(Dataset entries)
***

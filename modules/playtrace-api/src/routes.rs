use std::sync::Arc;

use axum::{
    body::Bytes,
    extract::{Path, State},
    http::StatusCode,
    response::{Html, IntoResponse, Json, Response},
    routing::{get, post},
    Router,
};
use serde::Deserialize;
use serde_json::json;
use tower_http::trace::TraceLayer;
use tracing::warn;

use playtrace_common::Event;
use playtrace_store::{ArcAnalyticsStore, EventWriter, QueryGateway};

pub struct AppState {
    pub writer: EventWriter,
    pub gateway: QueryGateway,
    pub analytics: ArcAnalyticsStore,
}

pub fn router(state: Arc<AppState>) -> Router {
    Router::new()
        .route("/", get(welcome))
        .route("/addEvent/{namespace}", post(add_event))
        .route("/query", post(run_query))
        .layer(TraceLayer::new_for_http())
        .with_state(state)
}

const WELCOME_PAGE: &str = r#"<!DOCTYPE html>
<html>
<head><title>playtrace</title></head>
<body>
<h2>Welcome to the playtrace event tracker API</h2>
<p>POST /addEvent/{game} to record events, POST /query to run analytics queries.</p>
</body>
</html>"#;

async fn welcome() -> Html<&'static str> {
    Html(WELCOME_PAGE)
}

#[derive(Deserialize)]
struct QueryRequest {
    query_type: String,
    query: String,
}

/// Bodies are parsed by hand so malformed JSON follows the same 409 error
/// contract as every other request failure.
async fn add_event(
    State(state): State<Arc<AppState>>,
    Path(namespace): Path<String>,
    body: Bytes,
) -> Response {
    if let Err(error) = state.analytics.ping().await {
        warn!(%error, "analytics ping failed before ingest");
    }

    let event: Event = match serde_json::from_slice(&body) {
        Ok(event) => event,
        Err(e) => return error_response(format!("invalid event body: {e}")),
    };

    match state.writer.write(&namespace, &event).await {
        Ok(ack) => {
            let mut body = json!({"status": "ok"});
            if let Some(mirror_error) = ack.mirror_error {
                body["mirror_error"] = json!(mirror_error);
            }
            (StatusCode::OK, Json(body)).into_response()
        }
        Err(e) => error_response(e.to_string()),
    }
}

async fn run_query(State(state): State<Arc<AppState>>, body: Bytes) -> Response {
    let request: QueryRequest = match serde_json::from_slice(&body) {
        Ok(request) => request,
        Err(e) => return error_response(format!("invalid query body: {e}")),
    };

    match request.query_type.as_str() {
        "select" => match state.gateway.query_select(&request.query).await {
            Ok(rows) => (StatusCode::OK, Json(json!(rows))).into_response(),
            Err(e) => error_response(e.to_string()),
        },
        "exec" => match state.gateway.query_exec(&request.query).await {
            Ok(()) => (StatusCode::OK, Json(json!({"status": "ok"}))).into_response(),
            Err(e) => error_response(e.to_string()),
        },
        _ => error_response("undefined query_type".to_string()),
    }
}

fn error_response(message: String) -> Response {
    (StatusCode::CONFLICT, Json(json!({"error": message}))).into_response()
}

#[cfg(test)]
mod tests {
    use super::*;
    use axum::{
        body::{to_bytes, Body},
        http::{Method, Request},
    };
    use serde_json::Value;
    use tower::ServiceExt;

    use playtrace_store::testutil::{MockAnalytics, MockDocuments};
    use playtrace_store::SqlValue;

    fn test_state() -> (Arc<MockAnalytics>, Arc<MockDocuments>, Arc<AppState>) {
        let analytics = Arc::new(MockAnalytics::default());
        let documents = Arc::new(MockDocuments::default());
        let state = Arc::new(AppState {
            writer: EventWriter::new(analytics.clone(), documents.clone()),
            gateway: QueryGateway::new(analytics.clone()),
            analytics: analytics.clone(),
        });
        (analytics, documents, state)
    }

    async fn post_json(state: Arc<AppState>, uri: &str, body: &str) -> (StatusCode, Value) {
        let resp = router(state)
            .oneshot(
                Request::builder()
                    .method(Method::POST)
                    .uri(uri)
                    .header("content-type", "application/json")
                    .body(Body::from(body.to_string()))
                    .unwrap(),
            )
            .await
            .unwrap();
        let status = resp.status();
        let bytes = to_bytes(resp.into_body(), usize::MAX).await.unwrap();
        (status, serde_json::from_slice(&bytes).unwrap())
    }

    const SAMPLE_EVENT: &str = r#"{
        "player_id": "p1",
        "event_type": "login",
        "date_time": 1700000000,
        "event_data": {"x": 1}
    }"#;

    #[tokio::test]
    async fn first_event_provisions_and_writes_both_stores() {
        let (analytics, documents, state) = test_state();

        let (status, body) = post_json(state, "/addEvent/game1", SAMPLE_EVENT).await;
        assert_eq!(status, StatusCode::OK);
        assert_eq!(body, json!({"status": "ok"}));

        let ddl = analytics.executed();
        assert_eq!(ddl.len(), 1);
        assert!(ddl[0].starts_with("CREATE TABLE IF NOT EXISTS game1"));
        assert_eq!(documents.indexes().len(), 2);

        let rows = analytics.inserted();
        assert_eq!(rows.len(), 1);
        let (_, values) = &rows[0];
        // date_time decodes to the corresponding timestamp...
        assert!(matches!(values[5], SqlValue::Timestamp(ts) if ts.timestamp() == 1_700_000_000));
        // ...and event_data is stored as serialized text in the analytics row.
        assert_eq!(values[2], SqlValue::Text("{\"x\":1}".into()));

        let docs = documents.documents();
        assert_eq!(docs.len(), 1);
        assert_eq!(docs[0].0, "game1");
        assert!(docs[0].1.get_document("event_data").is_ok());
    }

    #[tokio::test]
    async fn second_event_skips_provisioning() {
        let (analytics, _, state) = test_state();

        post_json(state.clone(), "/addEvent/game1", SAMPLE_EVENT).await;
        post_json(state, "/addEvent/game1", SAMPLE_EVENT).await;

        assert_eq!(analytics.executed().len(), 1);
        assert_eq!(analytics.inserted().len(), 2);
    }

    #[tokio::test]
    async fn mirror_failure_still_reports_success() {
        let (analytics, documents, state) = test_state();
        documents.fail_insert(true);

        let (status, body) = post_json(state, "/addEvent/game1", SAMPLE_EVENT).await;
        assert_eq!(status, StatusCode::OK);
        assert_eq!(body["status"], "ok");
        assert!(body["mirror_error"].is_string());
        assert_eq!(analytics.inserted().len(), 1);
    }

    #[tokio::test]
    async fn analytics_failure_maps_to_conflict() {
        let (analytics, documents, state) = test_state();
        analytics.fail_insert(true);

        let (status, body) = post_json(state, "/addEvent/game1", SAMPLE_EVENT).await;
        assert_eq!(status, StatusCode::CONFLICT);
        assert!(body["error"].as_str().unwrap().contains("analytics insert failed"));
        assert!(documents.documents().is_empty());
    }

    #[tokio::test]
    async fn type_mismatch_maps_to_conflict_and_touches_no_store() {
        let (analytics, documents, state) = test_state();

        let (status, body) = post_json(
            state,
            "/addEvent/game1",
            r#"{"player_id":"p1","event_data":5}"#,
        )
        .await;
        assert_eq!(status, StatusCode::CONFLICT);
        assert!(body["error"].as_str().unwrap().contains("event_data"));
        assert!(analytics.inserted().is_empty());
        assert!(documents.documents().is_empty());
    }

    #[tokio::test]
    async fn malformed_body_maps_to_conflict() {
        let (_, _, state) = test_state();
        let (status, body) = post_json(state, "/addEvent/game1", "{not json").await;
        assert_eq!(status, StatusCode::CONFLICT);
        assert!(body["error"].is_string());
    }

    #[tokio::test]
    async fn invalid_namespace_is_rejected() {
        let (analytics, _, state) = test_state();
        let (status, _) = post_json(state, "/addEvent/bad-name", SAMPLE_EVENT).await;
        assert_eq!(status, StatusCode::CONFLICT);
        assert!(analytics.executed().is_empty());
    }

    #[tokio::test]
    async fn query_select_returns_row_mappings() {
        let (analytics, _, state) = test_state();
        let mut row = serde_json::Map::new();
        row.insert("player_id".to_string(), json!("p1"));
        analytics.set_select_rows(vec![row]);

        let (status, body) = post_json(
            state,
            "/query",
            r#"{"query_type":"select","query":"SELECT player_id FROM game1"}"#,
        )
        .await;
        assert_eq!(status, StatusCode::OK);
        assert_eq!(body, json!([{"player_id": "p1"}]));
    }

    #[tokio::test]
    async fn query_exec_acknowledges() {
        let (analytics, _, state) = test_state();
        let (status, body) = post_json(
            state,
            "/query",
            r#"{"query_type":"exec","query":"OPTIMIZE TABLE game1"}"#,
        )
        .await;
        assert_eq!(status, StatusCode::OK);
        assert_eq!(body, json!({"status": "ok"}));
        assert_eq!(analytics.executed(), vec!["OPTIMIZE TABLE game1".to_string()]);
    }

    #[tokio::test]
    async fn unknown_query_type_is_rejected() {
        let (_, _, state) = test_state();
        let (status, body) = post_json(state, "/query", r#"{"query_type":"drop","query":"x"}"#).await;
        assert_eq!(status, StatusCode::CONFLICT);
        assert_eq!(body, json!({"error": "undefined query_type"}));
    }

    #[tokio::test]
    async fn welcome_page_is_served() {
        let (_, _, state) = test_state();
        let resp = router(state)
            .oneshot(Request::builder().uri("/").body(Body::empty()).unwrap())
            .await
            .unwrap();
        assert_eq!(resp.status(), StatusCode::OK);
        let bytes = to_bytes(resp.into_body(), usize::MAX).await.unwrap();
        assert!(String::from_utf8(bytes.to_vec())
            .unwrap()
            .contains("event tracker API"));
    }
}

***

What to produce >> If a line in the records contains the string "Method", include it in the count; report that count alone.

Completed exercise >> 2